* Requirement *
Here are some entries. Print them exactly as they are.

=====

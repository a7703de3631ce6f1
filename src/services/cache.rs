//! In-memory cache for raw scraper responses
//!
//! Entries are keyed by the exact (URL, locale) pair. There is no expiry and
//! no size bound: a body fetched once is served for as long as the cache
//! lives, or until [`ResponseCache::clear`] is called.

use parking_lot::RwLock;
use std::collections::HashMap;
use std::sync::Arc;
use url::Url;

use crate::scrapers::Locale;

#[derive(Debug, Clone, PartialEq, Eq, Hash)]
struct CacheKey {
    url: Url,
    locale: Locale,
}

/// Response cache shared by all scraper APIs
#[derive(Debug, Default)]
pub struct ResponseCache {
    entries: RwLock<HashMap<CacheKey, String>>,
}

impl ResponseCache {
    pub fn new() -> Self {
        Self::default()
    }

    /// Check if a non-empty body is stored for this exact pair
    pub fn has_valid_element(&self, url: &Url, locale: &Locale) -> bool {
        self.get_element(url, locale).is_some()
    }

    /// Get the stored body, if any
    pub fn get_element(&self, url: &Url, locale: &Locale) -> Option<String> {
        let key = CacheKey {
            url: url.clone(),
            locale: locale.clone(),
        };
        let entries = self.entries.read();
        entries.get(&key).filter(|body| !body.is_empty()).cloned()
    }

    /// Store a body, replacing any previous one for the same pair
    pub fn add_element(&self, url: Url, locale: Locale, body: String) {
        let mut entries = self.entries.write();
        entries.insert(CacheKey { url, locale }, body);
    }

    /// Remove all entries
    pub fn clear(&self) {
        self.entries.write().clear();
    }

    pub fn len(&self) -> usize {
        self.entries.read().len()
    }

    pub fn is_empty(&self) -> bool {
        self.len() == 0
    }
}

/// Shared cache instance type
pub type SharedResponseCache = Arc<ResponseCache>;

=====

* Response to this task *
repository a7703de3631ce6f1
filename src/services/cache.rs
//! In-memory cache for raw scraper responses
//!
//! Entries are keyed by the exact (URL, locale) pair. There is no expiry and
//! no size bound: a body fetched once is served for as long as the cache
//! lives, or until [`ResponseCache::clear`] is called.

use parking_lot::RwLock;
use std::collections::HashMap;
use std::sync::Arc;
use url::Url;

use crate::scrapers::Locale;

#[derive(Debug, Clone, PartialEq, Eq, Hash)]
struct CacheKey {
    url: Url,
    locale: Locale,
}

/// Response cache shared by all scraper APIs
#[derive(Debug, Default)]
pub struct ResponseCache {
    entries: RwLock<HashMap<CacheKey, String>>,
}

impl ResponseCache {
    pub fn new() -> Self {
        Self::default()
    }

    /// Check if a non-empty body is stored for this exact pair
    pub fn has_valid_element(&self, url: &Url, locale: &Locale) -> bool {
        self.get_element(url, locale).is_some()
    }

    /// Get the stored body, if any
    pub fn get_element(&self, url: &Url, locale: &Locale) -> Option<String> {
        let key = CacheKey {
            url: url.clone(),
            locale: locale.clone(),
        };
        let entries = self.entries.read();
        entries.get(&key).filter(|body| !body.is_empty()).cloned()
    }

    /// Store a body, replacing any previous one for the same pair
    pub fn add_element(&self, url: Url, locale: Locale, body: String) {
        let mut entries = self.entries.write();
        entries.insert(CacheKey { url, locale }, body);
    }

    /// Remove all entries
    pub fn clear(&self) {
        self.entries.write().clear();
    }

    pub fn len(&self) -> usize {
        self.entries.read().len()
    }

    pub fn is_empty(&self) -> bool {
        self.len() == 0
    }
}

/// Shared cache instance type
pub type SharedResponseCache = Arc<ResponseCache>;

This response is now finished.